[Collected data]

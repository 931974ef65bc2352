//! Request validation utilities.

use validator::ValidationError;

/// Creates a [`ValidationError`] with a human-readable message attached.
pub fn validation_error(code: &'static str, message: &str) -> ValidationError {
    let mut error = ValidationError::new(code);
    error.message = Some(message.to_string().into());
    error
}

#[cfg(test)]
mod tests {
    use super::*;

    #[test]
    fn test_validation_error_carries_code_and_message() {
        let error = validation_error("slug_format", "Only lowercase allowed");
        assert_eq!(error.code, "slug_format");
        assert_eq!(error.message.as_deref(), Some("Only lowercase allowed"));
    }
}
//! Field definitions and the type tags they can declare.

mod def;
mod kind;

pub use def::{FieldDef, PLACE_KEY};
pub use kind::FieldKind;
//! The dynamic schema engine.
//!
//! [`FormSchema::build`] compiles a template's field list into an ordered
//! validation plan; [`FormSchema::validate`] runs a decoded submission
//! through it, collecting every issue instead of stopping at the first.

mod builder;
mod issue;
mod rules;

pub use builder::{FormSchema, UnknownKeys};
pub use issue::{Issue, IssueCode, PathSegment};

▶ _WORK TO BE COMPLETED_
Word for word, retype all of the entries above.

▶ _RESPONSE AREA_
repository 931974ef65bc2352
//! Request validation utilities.

use validator::ValidationError;

/// Creates a [`ValidationError`] with a human-readable message attached.
pub fn validation_error(code: &'static str, message: &str) -> ValidationError {
    let mut error = ValidationError::new(code);
    error.message = Some(message.to_string().into());
    error
}

#[cfg(test)]
mod tests {
    use super::*;

    #[test]
    fn test_validation_error_carries_code_and_message() {
        let error = validation_error("slug_format", "Only lowercase allowed");
        assert_eq!(error.code, "slug_format");
        assert_eq!(error.message.as_deref(), Some("Only lowercase allowed"));
    }
}
//! Field definitions and the type tags they can declare.

mod def;
mod kind;

pub use def::{FieldDef, PLACE_KEY};
pub use kind::FieldKind;
//! The dynamic schema engine.
//!
//! [`FormSchema::build`] compiles a template's field list into an ordered
//! validation plan; [`FormSchema::validate`] runs a decoded submission
//! through it, collecting every issue instead of stopping at the first.

mod builder;
mod issue;
mod rules;

pub use builder::{FormSchema, UnknownKeys};
pub use issue::{Issue, IssueCode, PathSegment};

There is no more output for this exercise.